■ **Provided information**
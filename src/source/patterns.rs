//! Catalog-driven pattern detectors.
//!
//! - AI assistants: weighted by how many available signal classes matched
//! - Search engines and social networks: any referrer or User-Agent match

use super::{DetectionMethod, SourceDetector, SourceMatch};
use crate::catalog::{CompiledCatalog, CompiledSignature};
use crate::signals::RequestSignals;

/// Default minimum confidence for an AI-assistant match.
pub const DEFAULT_AI_MIN_CONFIDENCE: u8 = 70;

/// Detects traffic referred by AI assistants.
#[derive(Debug, Clone)]
pub struct AiAssistantDetector {
    min_confidence: u8,
}

impl AiAssistantDetector {
    pub fn new(min_confidence: u8) -> Self {
        Self { min_confidence }
    }

    /// Score one signature against the request.
    ///
    /// A signal class is checked only when the request carries that signal
    /// and the signature defines patterns for it. A stock browser User-Agent
    /// says nothing about the referring assistant and is not checked.
    /// Returns `(matches, checks)`.
    pub fn match_ratio(sig: &CompiledSignature, signals: &RequestSignals) -> (u32, u32) {
        let mut checks = 0;
        let mut matches = 0;

        if let Some(host) = signals.referrer_host.as_deref() {
            if !sig.referrer.is_empty() {
                checks += 1;
                if sig.matches_referrer(host) {
                    matches += 1;
                }
            }
        }

        if !signals.user_agent.is_empty() && !signals.ua_is_generic_browser && !sig.user_agent.is_empty() {
            checks += 1;
            if sig.matches_user_agent(&signals.user_agent) {
                matches += 1;
            }
        }

        if !signals.query.is_empty() && !sig.url.is_empty() {
            checks += 1;
            if sig.matches_url(&signals.query_string()) {
                matches += 1;
            }
        }

        (matches, checks)
    }

    /// Confidence of one signature: base confidence scaled by the match ratio.
    pub fn signature_confidence(sig: &CompiledSignature, signals: &RequestSignals) -> u8 {
        let (matches, checks) = Self::match_ratio(sig, signals);
        if checks == 0 || matches == 0 {
            return 0;
        }
        let ratio = matches as f64 / checks as f64;
        (sig.confidence as f64 * ratio).round().min(100.0) as u8
    }
}

impl Default for AiAssistantDetector {
    fn default() -> Self {
        Self::new(DEFAULT_AI_MIN_CONFIDENCE)
    }
}

impl SourceDetector for AiAssistantDetector {
    fn detect(&self, signals: &RequestSignals, catalog: &CompiledCatalog) -> Option<SourceMatch> {
        let mut best: Option<(&CompiledSignature, u8)> = None;

        for sig in &catalog.ai_assistants {
            let confidence = Self::signature_confidence(sig, signals);
            if confidence < self.min_confidence {
                continue;
            }
            if best.map_or(true, |(_, c)| confidence > c) {
                best = Some((sig, confidence));
            }
        }

        best.map(|(sig, confidence)| {
            SourceMatch::new(sig.category, sig.name.clone(), confidence, DetectionMethod::AiPattern)
        })
    }

    fn name(&self) -> &'static str {
        "ai_assistant"
    }
}

/// First signature matching the referrer or User-Agent. Webmail hosts
/// (`mail.google.com`, `mail.yahoo.com`) share domains with search and social
/// signatures and are left to the email step.
fn first_signature_match(
    signatures: &[CompiledSignature],
    signals: &RequestSignals,
    catalog: &CompiledCatalog,
    method: DetectionMethod,
) -> Option<SourceMatch> {
    let referrer_host = signals
        .referrer_host
        .as_deref()
        .filter(|host| !catalog.is_email_host(host));

    signatures
        .iter()
        .find(|sig| {
            let referrer_hit = referrer_host.is_some_and(|host| sig.matches_referrer(host));
            let ua_hit = !signals.user_agent.is_empty() && sig.matches_user_agent(&signals.user_agent);
            referrer_hit || ua_hit
        })
        .map(|sig| SourceMatch::new(sig.category, sig.name.clone(), sig.confidence, method))
}

/// Detects organic search traffic.
#[derive(Debug, Clone, Default)]
pub struct SearchEngineDetector;

impl SourceDetector for SearchEngineDetector {
    fn detect(&self, signals: &RequestSignals, catalog: &CompiledCatalog) -> Option<SourceMatch> {
        first_signature_match(&catalog.search_engines, signals, catalog, DetectionMethod::SearchEngine)
    }

    fn name(&self) -> &'static str {
        "search_engine"
    }
}

/// Detects social network traffic.
#[derive(Debug, Clone, Default)]
pub struct SocialMediaDetector;

impl SourceDetector for SocialMediaDetector {
    fn detect(&self, signals: &RequestSignals, catalog: &CompiledCatalog) -> Option<SourceMatch> {
        first_signature_match(&catalog.social_networks, signals, catalog, DetectionMethod::SocialMedia)
    }

    fn name(&self) -> &'static str {
        "social_media"
    }
}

■ **Task requirements**
Please quote the data above in full, with no line missing.

■ **Expected output**
filename src/source/patterns.rs
//! Catalog-driven pattern detectors.
//!
//! - AI assistants: weighted by how many available signal classes matched
//! - Search engines and social networks: any referrer or User-Agent match

use super::{DetectionMethod, SourceDetector, SourceMatch};
use crate::catalog::{CompiledCatalog, CompiledSignature};
use crate::signals::RequestSignals;

/// Default minimum confidence for an AI-assistant match.
pub const DEFAULT_AI_MIN_CONFIDENCE: u8 = 70;

/// Detects traffic referred by AI assistants.
#[derive(Debug, Clone)]
pub struct AiAssistantDetector {
    min_confidence: u8,
}

impl AiAssistantDetector {
    pub fn new(min_confidence: u8) -> Self {
        Self { min_confidence }
    }

    /// Score one signature against the request.
    ///
    /// A signal class is checked only when the request carries that signal
    /// and the signature defines patterns for it. A stock browser User-Agent
    /// says nothing about the referring assistant and is not checked.
    /// Returns `(matches, checks)`.
    pub fn match_ratio(sig: &CompiledSignature, signals: &RequestSignals) -> (u32, u32) {
        let mut checks = 0;
        let mut matches = 0;

        if let Some(host) = signals.referrer_host.as_deref() {
            if !sig.referrer.is_empty() {
                checks += 1;
                if sig.matches_referrer(host) {
                    matches += 1;
                }
            }
        }

        if !signals.user_agent.is_empty() && !signals.ua_is_generic_browser && !sig.user_agent.is_empty() {
            checks += 1;
            if sig.matches_user_agent(&signals.user_agent) {
                matches += 1;
            }
        }

        if !signals.query.is_empty() && !sig.url.is_empty() {
            checks += 1;
            if sig.matches_url(&signals.query_string()) {
                matches += 1;
            }
        }

        (matches, checks)
    }

    /// Confidence of one signature: base confidence scaled by the match ratio.
    pub fn signature_confidence(sig: &CompiledSignature, signals: &RequestSignals) -> u8 {
        let (matches, checks) = Self::match_ratio(sig, signals);
        if checks == 0 || matches == 0 {
            return 0;
        }
        let ratio = matches as f64 / checks as f64;
        (sig.confidence as f64 * ratio).round().min(100.0) as u8
    }
}

impl Default for AiAssistantDetector {
    fn default() -> Self {
        Self::new(DEFAULT_AI_MIN_CONFIDENCE)
    }
}

impl SourceDetector for AiAssistantDetector {
    fn detect(&self, signals: &RequestSignals, catalog: &CompiledCatalog) -> Option<SourceMatch> {
        let mut best: Option<(&CompiledSignature, u8)> = None;

        for sig in &catalog.ai_assistants {
            let confidence = Self::signature_confidence(sig, signals);
            if confidence < self.min_confidence {
                continue;
            }
            if best.map_or(true, |(_, c)| confidence > c) {
                best = Some((sig, confidence));
            }
        }

        best.map(|(sig, confidence)| {
            SourceMatch::new(sig.category, sig.name.clone(), confidence, DetectionMethod::AiPattern)
        })
    }

    fn name(&self) -> &'static str {
        "ai_assistant"
    }
}

/// First signature matching the referrer or User-Agent. Webmail hosts
/// (`mail.google.com`, `mail.yahoo.com`) share domains with search and social
/// signatures and are left to the email step.
fn first_signature_match(
    signatures: &[CompiledSignature],
    signals: &RequestSignals,
    catalog: &CompiledCatalog,
    method: DetectionMethod,
) -> Option<SourceMatch> {
    let referrer_host = signals
        .referrer_host
        .as_deref()
        .filter(|host| !catalog.is_email_host(host));

    signatures
        .iter()
        .find(|sig| {
            let referrer_hit = referrer_host.is_some_and(|host| sig.matches_referrer(host));
            let ua_hit = !signals.user_agent.is_empty() && sig.matches_user_agent(&signals.user_agent);
            referrer_hit || ua_hit
        })
        .map(|sig| SourceMatch::new(sig.category, sig.name.clone(), sig.confidence, method))
}

/// Detects organic search traffic.
#[derive(Debug, Clone, Default)]
pub struct SearchEngineDetector;

impl SourceDetector for SearchEngineDetector {
    fn detect(&self, signals: &RequestSignals, catalog: &CompiledCatalog) -> Option<SourceMatch> {
        first_signature_match(&catalog.search_engines, signals, catalog, DetectionMethod::SearchEngine)
    }

    fn name(&self) -> &'static str {
        "search_engine"
    }
}

/// Detects social network traffic.
#[derive(Debug, Clone, Default)]
pub struct SocialMediaDetector;

impl SourceDetector for SocialMediaDetector {
    fn detect(&self, signals: &RequestSignals, catalog: &CompiledCatalog) -> Option<SourceMatch> {
        first_signature_match(&catalog.social_networks, signals, catalog, DetectionMethod::SocialMedia)
    }

    fn name(&self) -> &'static str {
        "social_media"
    }
}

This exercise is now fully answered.